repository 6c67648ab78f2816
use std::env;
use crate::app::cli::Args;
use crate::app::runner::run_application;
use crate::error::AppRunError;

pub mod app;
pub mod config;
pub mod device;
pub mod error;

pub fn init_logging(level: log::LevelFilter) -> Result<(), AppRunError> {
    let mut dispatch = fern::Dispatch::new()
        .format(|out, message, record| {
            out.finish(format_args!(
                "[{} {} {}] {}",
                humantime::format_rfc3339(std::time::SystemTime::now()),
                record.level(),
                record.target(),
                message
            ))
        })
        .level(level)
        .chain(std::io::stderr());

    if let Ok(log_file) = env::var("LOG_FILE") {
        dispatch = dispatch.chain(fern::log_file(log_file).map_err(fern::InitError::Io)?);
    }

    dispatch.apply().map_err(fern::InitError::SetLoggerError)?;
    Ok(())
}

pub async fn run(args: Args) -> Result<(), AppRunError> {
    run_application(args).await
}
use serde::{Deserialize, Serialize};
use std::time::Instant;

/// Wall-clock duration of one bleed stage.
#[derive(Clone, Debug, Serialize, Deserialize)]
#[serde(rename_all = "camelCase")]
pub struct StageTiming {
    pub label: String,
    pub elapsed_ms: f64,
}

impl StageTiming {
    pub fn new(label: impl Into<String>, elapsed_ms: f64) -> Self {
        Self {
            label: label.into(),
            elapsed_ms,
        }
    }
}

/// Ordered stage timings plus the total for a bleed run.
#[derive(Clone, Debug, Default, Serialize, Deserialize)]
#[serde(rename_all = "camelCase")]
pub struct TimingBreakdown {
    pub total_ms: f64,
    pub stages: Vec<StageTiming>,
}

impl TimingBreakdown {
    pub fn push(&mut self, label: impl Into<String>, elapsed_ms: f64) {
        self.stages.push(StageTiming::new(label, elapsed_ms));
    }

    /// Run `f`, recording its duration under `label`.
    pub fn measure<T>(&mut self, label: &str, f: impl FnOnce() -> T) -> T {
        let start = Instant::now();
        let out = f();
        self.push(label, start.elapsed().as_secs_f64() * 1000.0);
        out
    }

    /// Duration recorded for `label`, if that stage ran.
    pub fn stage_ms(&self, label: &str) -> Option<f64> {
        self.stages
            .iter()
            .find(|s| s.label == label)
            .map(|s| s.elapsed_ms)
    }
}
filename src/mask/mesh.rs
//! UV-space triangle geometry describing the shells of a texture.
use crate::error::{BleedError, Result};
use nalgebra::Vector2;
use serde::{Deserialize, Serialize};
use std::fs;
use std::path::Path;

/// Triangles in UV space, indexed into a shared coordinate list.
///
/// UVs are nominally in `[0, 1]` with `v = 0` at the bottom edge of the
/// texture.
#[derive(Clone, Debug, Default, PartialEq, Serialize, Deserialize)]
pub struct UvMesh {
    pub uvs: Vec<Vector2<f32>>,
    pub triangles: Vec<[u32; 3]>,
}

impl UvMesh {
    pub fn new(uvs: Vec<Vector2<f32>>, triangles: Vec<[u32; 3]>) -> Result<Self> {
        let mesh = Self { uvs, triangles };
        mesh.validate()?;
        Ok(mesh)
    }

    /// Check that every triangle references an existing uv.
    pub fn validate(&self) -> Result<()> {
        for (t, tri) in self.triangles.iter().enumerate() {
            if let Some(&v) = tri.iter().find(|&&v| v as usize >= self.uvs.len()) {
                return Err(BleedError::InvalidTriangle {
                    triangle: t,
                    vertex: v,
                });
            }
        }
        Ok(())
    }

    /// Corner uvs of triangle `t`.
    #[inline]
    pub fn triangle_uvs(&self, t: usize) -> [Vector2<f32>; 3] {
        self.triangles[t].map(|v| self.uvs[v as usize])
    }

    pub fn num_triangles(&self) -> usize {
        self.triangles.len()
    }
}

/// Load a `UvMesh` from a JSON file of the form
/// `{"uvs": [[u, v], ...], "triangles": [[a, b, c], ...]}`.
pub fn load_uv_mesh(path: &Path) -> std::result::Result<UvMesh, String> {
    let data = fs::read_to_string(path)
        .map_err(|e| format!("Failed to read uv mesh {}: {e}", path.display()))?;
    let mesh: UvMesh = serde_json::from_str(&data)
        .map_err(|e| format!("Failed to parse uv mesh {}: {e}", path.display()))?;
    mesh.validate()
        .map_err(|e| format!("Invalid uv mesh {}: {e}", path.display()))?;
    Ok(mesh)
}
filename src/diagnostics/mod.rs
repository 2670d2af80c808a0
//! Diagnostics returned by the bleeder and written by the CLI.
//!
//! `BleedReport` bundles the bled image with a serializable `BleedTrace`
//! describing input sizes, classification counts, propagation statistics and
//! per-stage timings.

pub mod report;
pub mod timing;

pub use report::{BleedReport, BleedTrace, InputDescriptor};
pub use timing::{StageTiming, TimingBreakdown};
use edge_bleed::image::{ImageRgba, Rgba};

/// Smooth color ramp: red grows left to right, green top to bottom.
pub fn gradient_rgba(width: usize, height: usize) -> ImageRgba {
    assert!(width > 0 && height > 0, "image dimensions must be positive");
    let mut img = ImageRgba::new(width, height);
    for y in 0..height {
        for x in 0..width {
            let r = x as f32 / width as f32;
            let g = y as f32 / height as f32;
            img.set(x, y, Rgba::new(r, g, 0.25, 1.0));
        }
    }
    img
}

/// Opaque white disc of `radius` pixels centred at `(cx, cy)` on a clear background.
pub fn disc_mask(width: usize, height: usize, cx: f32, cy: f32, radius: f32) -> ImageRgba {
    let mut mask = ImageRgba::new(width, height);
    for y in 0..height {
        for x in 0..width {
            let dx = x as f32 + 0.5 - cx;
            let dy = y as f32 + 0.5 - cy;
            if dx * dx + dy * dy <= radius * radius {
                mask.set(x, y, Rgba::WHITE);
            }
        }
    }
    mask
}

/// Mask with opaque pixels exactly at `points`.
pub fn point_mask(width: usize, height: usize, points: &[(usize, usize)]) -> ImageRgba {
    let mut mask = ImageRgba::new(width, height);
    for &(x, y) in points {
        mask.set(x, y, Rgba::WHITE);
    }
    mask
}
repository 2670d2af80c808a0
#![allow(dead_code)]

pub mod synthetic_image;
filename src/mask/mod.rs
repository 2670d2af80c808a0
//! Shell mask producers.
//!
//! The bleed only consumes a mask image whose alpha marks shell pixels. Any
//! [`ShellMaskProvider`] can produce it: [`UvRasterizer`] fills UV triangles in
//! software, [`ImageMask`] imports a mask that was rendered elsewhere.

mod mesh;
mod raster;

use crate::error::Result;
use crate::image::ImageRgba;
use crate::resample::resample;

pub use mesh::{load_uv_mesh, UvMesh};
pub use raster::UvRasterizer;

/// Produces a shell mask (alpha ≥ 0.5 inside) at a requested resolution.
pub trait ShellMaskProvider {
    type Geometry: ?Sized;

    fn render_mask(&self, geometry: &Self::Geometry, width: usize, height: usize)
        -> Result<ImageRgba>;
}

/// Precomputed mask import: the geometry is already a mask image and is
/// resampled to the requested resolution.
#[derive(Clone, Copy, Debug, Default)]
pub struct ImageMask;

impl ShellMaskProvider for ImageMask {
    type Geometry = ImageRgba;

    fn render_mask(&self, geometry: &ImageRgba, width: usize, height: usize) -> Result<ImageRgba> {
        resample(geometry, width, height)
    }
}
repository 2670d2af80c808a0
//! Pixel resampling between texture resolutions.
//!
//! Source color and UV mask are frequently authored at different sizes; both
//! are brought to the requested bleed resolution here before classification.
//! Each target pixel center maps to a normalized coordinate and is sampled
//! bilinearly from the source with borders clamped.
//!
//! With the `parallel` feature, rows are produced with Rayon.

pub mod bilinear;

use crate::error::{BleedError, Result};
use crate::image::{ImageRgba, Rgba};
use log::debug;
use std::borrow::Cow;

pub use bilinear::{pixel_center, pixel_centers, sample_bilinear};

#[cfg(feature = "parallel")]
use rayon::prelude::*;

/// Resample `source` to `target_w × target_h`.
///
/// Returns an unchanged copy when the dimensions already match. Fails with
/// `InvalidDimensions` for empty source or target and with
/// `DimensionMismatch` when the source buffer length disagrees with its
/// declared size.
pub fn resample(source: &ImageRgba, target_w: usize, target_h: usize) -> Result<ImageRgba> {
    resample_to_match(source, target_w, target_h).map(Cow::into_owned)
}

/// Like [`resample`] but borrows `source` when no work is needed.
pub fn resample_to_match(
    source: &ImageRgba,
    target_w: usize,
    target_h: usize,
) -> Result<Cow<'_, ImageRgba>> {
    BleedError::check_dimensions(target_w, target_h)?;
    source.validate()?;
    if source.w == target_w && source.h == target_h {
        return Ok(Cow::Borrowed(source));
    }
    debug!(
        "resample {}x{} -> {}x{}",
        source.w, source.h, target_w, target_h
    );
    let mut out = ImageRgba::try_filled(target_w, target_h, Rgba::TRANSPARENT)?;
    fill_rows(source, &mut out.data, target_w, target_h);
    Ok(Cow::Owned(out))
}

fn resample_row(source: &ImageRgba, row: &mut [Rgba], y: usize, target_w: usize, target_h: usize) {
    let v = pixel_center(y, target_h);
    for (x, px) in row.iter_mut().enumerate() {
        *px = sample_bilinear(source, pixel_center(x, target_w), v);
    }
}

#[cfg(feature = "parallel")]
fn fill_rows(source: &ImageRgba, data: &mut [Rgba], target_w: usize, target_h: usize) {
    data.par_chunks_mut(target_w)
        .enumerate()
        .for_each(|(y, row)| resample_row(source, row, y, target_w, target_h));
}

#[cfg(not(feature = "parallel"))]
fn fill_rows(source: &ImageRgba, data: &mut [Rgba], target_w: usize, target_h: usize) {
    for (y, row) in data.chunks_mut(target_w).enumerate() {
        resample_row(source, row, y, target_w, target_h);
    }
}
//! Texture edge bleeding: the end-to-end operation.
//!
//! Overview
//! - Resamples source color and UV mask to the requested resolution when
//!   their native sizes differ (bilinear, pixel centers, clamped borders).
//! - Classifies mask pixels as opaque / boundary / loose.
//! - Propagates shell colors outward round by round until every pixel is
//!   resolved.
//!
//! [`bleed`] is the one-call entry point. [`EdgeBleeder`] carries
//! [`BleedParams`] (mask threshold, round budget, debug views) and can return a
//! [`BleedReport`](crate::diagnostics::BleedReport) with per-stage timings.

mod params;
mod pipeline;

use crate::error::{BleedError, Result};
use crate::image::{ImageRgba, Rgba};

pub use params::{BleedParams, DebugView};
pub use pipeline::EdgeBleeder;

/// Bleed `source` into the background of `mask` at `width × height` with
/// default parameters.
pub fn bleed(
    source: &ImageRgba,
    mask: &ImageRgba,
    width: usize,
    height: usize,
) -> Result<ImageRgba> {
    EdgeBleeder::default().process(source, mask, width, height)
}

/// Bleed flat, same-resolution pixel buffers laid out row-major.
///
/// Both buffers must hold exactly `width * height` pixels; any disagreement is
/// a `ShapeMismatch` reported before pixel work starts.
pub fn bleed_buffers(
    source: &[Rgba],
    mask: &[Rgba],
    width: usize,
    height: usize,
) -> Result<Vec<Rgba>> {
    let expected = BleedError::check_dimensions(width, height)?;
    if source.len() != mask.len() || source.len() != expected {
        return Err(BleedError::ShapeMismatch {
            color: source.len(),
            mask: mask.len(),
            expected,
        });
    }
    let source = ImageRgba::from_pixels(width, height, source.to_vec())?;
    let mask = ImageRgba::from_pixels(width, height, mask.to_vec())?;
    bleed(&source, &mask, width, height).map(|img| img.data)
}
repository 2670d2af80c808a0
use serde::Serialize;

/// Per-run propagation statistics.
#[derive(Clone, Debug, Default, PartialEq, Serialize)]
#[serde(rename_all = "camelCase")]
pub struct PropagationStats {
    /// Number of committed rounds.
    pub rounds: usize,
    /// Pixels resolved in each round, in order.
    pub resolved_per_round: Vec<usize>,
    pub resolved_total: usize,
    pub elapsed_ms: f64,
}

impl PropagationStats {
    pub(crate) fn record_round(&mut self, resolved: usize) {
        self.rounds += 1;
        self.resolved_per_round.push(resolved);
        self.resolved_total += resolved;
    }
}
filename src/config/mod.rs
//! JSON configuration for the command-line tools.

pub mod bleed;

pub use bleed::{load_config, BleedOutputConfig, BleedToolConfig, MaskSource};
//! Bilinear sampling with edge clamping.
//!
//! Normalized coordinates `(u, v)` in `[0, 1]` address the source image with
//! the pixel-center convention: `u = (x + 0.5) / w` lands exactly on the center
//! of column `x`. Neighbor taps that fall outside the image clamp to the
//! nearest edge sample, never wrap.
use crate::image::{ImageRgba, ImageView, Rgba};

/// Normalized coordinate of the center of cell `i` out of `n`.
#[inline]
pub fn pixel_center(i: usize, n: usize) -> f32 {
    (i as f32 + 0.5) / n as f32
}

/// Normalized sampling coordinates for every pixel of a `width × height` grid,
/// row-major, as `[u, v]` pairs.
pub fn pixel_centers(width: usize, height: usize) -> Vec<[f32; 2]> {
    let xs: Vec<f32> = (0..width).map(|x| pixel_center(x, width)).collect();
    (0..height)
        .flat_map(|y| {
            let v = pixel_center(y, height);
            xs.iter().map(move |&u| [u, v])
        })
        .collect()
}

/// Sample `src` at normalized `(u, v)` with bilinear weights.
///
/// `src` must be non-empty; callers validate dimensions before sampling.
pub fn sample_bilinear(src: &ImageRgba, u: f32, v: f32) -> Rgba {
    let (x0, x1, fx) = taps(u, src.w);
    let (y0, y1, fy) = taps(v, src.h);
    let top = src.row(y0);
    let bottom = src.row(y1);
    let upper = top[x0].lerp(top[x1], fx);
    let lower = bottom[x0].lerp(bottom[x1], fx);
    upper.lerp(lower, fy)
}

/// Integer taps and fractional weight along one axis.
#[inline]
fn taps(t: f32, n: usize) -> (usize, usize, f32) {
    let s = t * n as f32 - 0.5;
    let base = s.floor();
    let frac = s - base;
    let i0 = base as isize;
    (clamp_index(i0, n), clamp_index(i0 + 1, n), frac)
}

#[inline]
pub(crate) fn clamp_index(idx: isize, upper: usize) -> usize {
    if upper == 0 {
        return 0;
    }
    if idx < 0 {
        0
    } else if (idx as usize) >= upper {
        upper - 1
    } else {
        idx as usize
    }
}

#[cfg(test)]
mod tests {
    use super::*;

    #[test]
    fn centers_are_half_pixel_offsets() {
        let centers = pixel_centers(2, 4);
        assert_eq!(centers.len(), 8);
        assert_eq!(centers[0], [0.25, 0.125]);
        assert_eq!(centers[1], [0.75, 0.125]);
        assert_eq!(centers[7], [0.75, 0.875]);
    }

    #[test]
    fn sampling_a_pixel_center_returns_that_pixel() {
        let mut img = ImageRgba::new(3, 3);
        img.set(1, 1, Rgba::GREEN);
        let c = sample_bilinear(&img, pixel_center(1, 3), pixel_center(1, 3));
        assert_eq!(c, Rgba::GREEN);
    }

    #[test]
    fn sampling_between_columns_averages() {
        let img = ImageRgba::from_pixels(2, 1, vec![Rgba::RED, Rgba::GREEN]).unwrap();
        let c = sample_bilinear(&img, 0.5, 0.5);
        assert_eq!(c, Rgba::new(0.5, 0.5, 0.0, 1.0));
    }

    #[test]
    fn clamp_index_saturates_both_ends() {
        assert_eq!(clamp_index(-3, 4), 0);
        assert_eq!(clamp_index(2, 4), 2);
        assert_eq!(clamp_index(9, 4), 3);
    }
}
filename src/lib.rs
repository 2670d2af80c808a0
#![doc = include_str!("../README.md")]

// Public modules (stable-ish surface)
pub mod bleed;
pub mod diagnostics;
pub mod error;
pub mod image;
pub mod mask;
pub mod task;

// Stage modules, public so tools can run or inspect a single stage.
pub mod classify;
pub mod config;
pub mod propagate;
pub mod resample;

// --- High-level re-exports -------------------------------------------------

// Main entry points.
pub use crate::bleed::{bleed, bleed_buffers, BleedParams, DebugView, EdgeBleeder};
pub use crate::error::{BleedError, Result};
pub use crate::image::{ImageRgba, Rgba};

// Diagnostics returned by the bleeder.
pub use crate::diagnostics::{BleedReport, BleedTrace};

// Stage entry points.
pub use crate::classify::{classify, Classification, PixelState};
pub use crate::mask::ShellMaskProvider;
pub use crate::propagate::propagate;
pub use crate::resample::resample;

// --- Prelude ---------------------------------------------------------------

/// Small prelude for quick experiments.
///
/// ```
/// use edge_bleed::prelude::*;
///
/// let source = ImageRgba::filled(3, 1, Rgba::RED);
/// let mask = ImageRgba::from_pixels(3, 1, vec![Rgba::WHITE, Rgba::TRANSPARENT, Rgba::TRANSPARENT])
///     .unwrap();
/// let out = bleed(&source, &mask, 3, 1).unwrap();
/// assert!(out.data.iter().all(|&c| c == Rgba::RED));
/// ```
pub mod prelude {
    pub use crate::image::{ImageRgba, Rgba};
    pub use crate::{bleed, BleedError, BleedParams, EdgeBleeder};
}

########

**ACTIVITY**: Extract every line of the records above that contains the word "InitError".

**PROBLEM SOLUTION**:
        dispatch = dispatch.chain(fern::log_file(log_file).map_err(fern::InitError::Io)?);
    dispatch.apply().map_err(fern::InitError::SetLoggerError)?;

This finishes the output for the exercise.